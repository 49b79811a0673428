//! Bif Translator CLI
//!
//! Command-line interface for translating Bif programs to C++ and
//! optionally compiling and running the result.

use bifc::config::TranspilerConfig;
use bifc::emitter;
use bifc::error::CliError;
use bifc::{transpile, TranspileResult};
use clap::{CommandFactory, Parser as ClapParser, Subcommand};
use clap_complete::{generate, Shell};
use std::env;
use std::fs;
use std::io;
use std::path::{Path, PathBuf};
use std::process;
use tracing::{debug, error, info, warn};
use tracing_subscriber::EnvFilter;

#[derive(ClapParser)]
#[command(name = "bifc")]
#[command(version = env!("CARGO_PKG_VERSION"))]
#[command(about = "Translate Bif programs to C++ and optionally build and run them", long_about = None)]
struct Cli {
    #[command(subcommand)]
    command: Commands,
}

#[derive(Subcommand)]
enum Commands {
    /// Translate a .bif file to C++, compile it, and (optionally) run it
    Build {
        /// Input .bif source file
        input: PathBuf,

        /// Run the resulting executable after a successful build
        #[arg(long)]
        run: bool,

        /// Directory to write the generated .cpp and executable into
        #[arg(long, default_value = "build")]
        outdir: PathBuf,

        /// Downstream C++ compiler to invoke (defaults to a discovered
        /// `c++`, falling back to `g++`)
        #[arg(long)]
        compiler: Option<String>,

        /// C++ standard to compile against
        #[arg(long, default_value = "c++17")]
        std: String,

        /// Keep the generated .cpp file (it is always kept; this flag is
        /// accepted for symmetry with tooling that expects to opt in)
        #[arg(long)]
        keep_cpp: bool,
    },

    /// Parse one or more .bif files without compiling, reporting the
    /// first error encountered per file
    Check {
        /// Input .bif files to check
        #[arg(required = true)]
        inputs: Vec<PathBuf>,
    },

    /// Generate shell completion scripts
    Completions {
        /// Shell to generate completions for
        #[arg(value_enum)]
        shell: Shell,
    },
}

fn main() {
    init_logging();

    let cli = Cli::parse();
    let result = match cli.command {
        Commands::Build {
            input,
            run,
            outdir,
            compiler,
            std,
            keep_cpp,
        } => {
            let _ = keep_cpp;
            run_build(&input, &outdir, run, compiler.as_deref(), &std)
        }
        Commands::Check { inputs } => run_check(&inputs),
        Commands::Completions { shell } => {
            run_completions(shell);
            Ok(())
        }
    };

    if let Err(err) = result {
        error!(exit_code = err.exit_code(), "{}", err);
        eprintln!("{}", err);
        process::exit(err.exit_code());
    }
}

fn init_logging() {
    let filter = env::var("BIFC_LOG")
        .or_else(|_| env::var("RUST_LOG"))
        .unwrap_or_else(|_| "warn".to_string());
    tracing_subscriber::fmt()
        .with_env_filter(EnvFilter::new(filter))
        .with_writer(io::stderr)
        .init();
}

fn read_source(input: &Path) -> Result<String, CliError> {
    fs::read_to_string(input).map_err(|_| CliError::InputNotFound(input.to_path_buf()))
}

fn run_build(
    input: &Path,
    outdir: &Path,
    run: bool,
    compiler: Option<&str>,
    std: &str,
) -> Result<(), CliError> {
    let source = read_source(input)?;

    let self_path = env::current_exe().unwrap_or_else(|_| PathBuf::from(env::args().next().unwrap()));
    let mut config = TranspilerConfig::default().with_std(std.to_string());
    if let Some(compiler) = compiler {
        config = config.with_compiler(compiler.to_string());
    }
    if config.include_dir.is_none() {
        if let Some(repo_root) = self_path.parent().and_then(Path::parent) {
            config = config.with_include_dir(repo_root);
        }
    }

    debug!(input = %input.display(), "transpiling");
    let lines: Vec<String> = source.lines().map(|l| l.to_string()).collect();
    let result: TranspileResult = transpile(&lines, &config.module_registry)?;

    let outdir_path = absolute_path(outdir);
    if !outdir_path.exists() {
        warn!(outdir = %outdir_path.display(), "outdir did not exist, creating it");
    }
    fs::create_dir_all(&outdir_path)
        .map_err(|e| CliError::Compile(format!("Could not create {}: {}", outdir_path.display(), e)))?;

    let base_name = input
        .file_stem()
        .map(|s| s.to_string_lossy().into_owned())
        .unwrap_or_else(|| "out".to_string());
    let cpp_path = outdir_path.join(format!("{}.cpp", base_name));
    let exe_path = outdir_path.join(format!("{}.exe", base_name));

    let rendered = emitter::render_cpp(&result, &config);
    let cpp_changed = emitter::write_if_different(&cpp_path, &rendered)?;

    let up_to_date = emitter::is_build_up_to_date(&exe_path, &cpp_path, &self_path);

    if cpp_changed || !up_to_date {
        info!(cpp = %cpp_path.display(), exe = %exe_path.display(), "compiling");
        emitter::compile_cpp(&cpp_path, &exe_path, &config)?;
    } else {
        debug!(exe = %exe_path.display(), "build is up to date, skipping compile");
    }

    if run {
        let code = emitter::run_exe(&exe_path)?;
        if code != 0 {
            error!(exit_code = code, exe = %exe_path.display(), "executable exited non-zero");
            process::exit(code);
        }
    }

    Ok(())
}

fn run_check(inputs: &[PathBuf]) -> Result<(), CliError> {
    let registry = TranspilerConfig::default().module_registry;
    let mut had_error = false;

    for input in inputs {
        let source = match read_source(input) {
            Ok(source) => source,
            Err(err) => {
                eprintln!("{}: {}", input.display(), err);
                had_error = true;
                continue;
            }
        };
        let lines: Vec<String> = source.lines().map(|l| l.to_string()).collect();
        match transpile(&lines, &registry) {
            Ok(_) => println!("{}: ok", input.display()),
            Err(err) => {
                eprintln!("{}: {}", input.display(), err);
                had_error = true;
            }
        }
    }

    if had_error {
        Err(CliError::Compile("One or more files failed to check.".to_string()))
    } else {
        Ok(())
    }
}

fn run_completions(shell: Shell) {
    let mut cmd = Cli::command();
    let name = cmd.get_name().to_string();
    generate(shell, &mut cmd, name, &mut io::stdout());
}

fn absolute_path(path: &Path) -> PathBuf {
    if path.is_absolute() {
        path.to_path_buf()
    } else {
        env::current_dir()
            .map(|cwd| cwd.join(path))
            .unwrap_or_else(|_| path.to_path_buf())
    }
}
____________________
From the first line to the last, copy the records exactly as they appear above.

repository 49b79811a0673428
//! Bif Translator CLI
//!
//! Command-line interface for translating Bif programs to C++ and
//! optionally compiling and running the result.

use bifc::config::TranspilerConfig;
use bifc::emitter;
use bifc::error::CliError;
use bifc::{transpile, TranspileResult};
use clap::{CommandFactory, Parser as ClapParser, Subcommand};
use clap_complete::{generate, Shell};
use std::env;
use std::fs;
use std::io;
use std::path::{Path, PathBuf};
use std::process;
use tracing::{debug, error, info, warn};
use tracing_subscriber::EnvFilter;

#[derive(ClapParser)]
#[command(name = "bifc")]
#[command(version = env!("CARGO_PKG_VERSION"))]
#[command(about = "Translate Bif programs to C++ and optionally build and run them", long_about = None)]
struct Cli {
    #[command(subcommand)]
    command: Commands,
}

#[derive(Subcommand)]
enum Commands {
    /// Translate a .bif file to C++, compile it, and (optionally) run it
    Build {
        /// Input .bif source file
        input: PathBuf,

        /// Run the resulting executable after a successful build
        #[arg(long)]
        run: bool,

        /// Directory to write the generated .cpp and executable into
        #[arg(long, default_value = "build")]
        outdir: PathBuf,

        /// Downstream C++ compiler to invoke (defaults to a discovered
        /// `c++`, falling back to `g++`)
        #[arg(long)]
        compiler: Option<String>,

        /// C++ standard to compile against
        #[arg(long, default_value = "c++17")]
        std: String,

        /// Keep the generated .cpp file (it is always kept; this flag is
        /// accepted for symmetry with tooling that expects to opt in)
        #[arg(long)]
        keep_cpp: bool,
    },

    /// Parse one or more .bif files without compiling, reporting the
    /// first error encountered per file
    Check {
        /// Input .bif files to check
        #[arg(required = true)]
        inputs: Vec<PathBuf>,
    },

    /// Generate shell completion scripts
    Completions {
        /// Shell to generate completions for
        #[arg(value_enum)]
        shell: Shell,
    },
}

fn main() {
    init_logging();

    let cli = Cli::parse();
    let result = match cli.command {
        Commands::Build {
            input,
            run,
            outdir,
            compiler,
            std,
            keep_cpp,
        } => {
            let _ = keep_cpp;
            run_build(&input, &outdir, run, compiler.as_deref(), &std)
        }
        Commands::Check { inputs } => run_check(&inputs),
        Commands::Completions { shell } => {
            run_completions(shell);
            Ok(())
        }
    };

    if let Err(err) = result {
        error!(exit_code = err.exit_code(), "{}", err);
        eprintln!("{}", err);
        process::exit(err.exit_code());
    }
}

fn init_logging() {
    let filter = env::var("BIFC_LOG")
        .or_else(|_| env::var("RUST_LOG"))
        .unwrap_or_else(|_| "warn".to_string());
    tracing_subscriber::fmt()
        .with_env_filter(EnvFilter::new(filter))
        .with_writer(io::stderr)
        .init();
}

fn read_source(input: &Path) -> Result<String, CliError> {
    fs::read_to_string(input).map_err(|_| CliError::InputNotFound(input.to_path_buf()))
}

fn run_build(
    input: &Path,
    outdir: &Path,
    run: bool,
    compiler: Option<&str>,
    std: &str,
) -> Result<(), CliError> {
    let source = read_source(input)?;

    let self_path = env::current_exe().unwrap_or_else(|_| PathBuf::from(env::args().next().unwrap()));
    let mut config = TranspilerConfig::default().with_std(std.to_string());
    if let Some(compiler) = compiler {
        config = config.with_compiler(compiler.to_string());
    }
    if config.include_dir.is_none() {
        if let Some(repo_root) = self_path.parent().and_then(Path::parent) {
            config = config.with_include_dir(repo_root);
        }
    }

    debug!(input = %input.display(), "transpiling");
    let lines: Vec<String> = source.lines().map(|l| l.to_string()).collect();
    let result: TranspileResult = transpile(&lines, &config.module_registry)?;

    let outdir_path = absolute_path(outdir);
    if !outdir_path.exists() {
        warn!(outdir = %outdir_path.display(), "outdir did not exist, creating it");
    }
    fs::create_dir_all(&outdir_path)
        .map_err(|e| CliError::Compile(format!("Could not create {}: {}", outdir_path.display(), e)))?;

    let base_name = input
        .file_stem()
        .map(|s| s.to_string_lossy().into_owned())
        .unwrap_or_else(|| "out".to_string());
    let cpp_path = outdir_path.join(format!("{}.cpp", base_name));
    let exe_path = outdir_path.join(format!("{}.exe", base_name));

    let rendered = emitter::render_cpp(&result, &config);
    let cpp_changed = emitter::write_if_different(&cpp_path, &rendered)?;

    let up_to_date = emitter::is_build_up_to_date(&exe_path, &cpp_path, &self_path);

    if cpp_changed || !up_to_date {
        info!(cpp = %cpp_path.display(), exe = %exe_path.display(), "compiling");
        emitter::compile_cpp(&cpp_path, &exe_path, &config)?;
    } else {
        debug!(exe = %exe_path.display(), "build is up to date, skipping compile");
    }

    if run {
        let code = emitter::run_exe(&exe_path)?;
        if code != 0 {
            error!(exit_code = code, exe = %exe_path.display(), "executable exited non-zero");
            process::exit(code);
        }
    }

    Ok(())
}

fn run_check(inputs: &[PathBuf]) -> Result<(), CliError> {
    let registry = TranspilerConfig::default().module_registry;
    let mut had_error = false;

    for input in inputs {
        let source = match read_source(input) {
            Ok(source) => source,
            Err(err) => {
                eprintln!("{}: {}", input.display(), err);
                had_error = true;
                continue;
            }
        };
        let lines: Vec<String> = source.lines().map(|l| l.to_string()).collect();
        match transpile(&lines, &registry) {
            Ok(_) => println!("{}: ok", input.display()),
            Err(err) => {
                eprintln!("{}: {}", input.display(), err);
                had_error = true;
            }
        }
    }

    if had_error {
        Err(CliError::Compile("One or more files failed to check.".to_string()))
    } else {
        Ok(())
    }
}

fn run_completions(shell: Shell) {
    let mut cmd = Cli::command();
    let name = cmd.get_name().to_string();
    generate(shell, &mut cmd, name, &mut io::stdout());
}

fn absolute_path(path: &Path) -> PathBuf {
    if path.is_absolute() {
        path.to_path_buf()
    } else {
        env::current_dir()
            .map(|cwd| cwd.join(path))
            .unwrap_or_else(|_| path.to_path_buf())
    }
}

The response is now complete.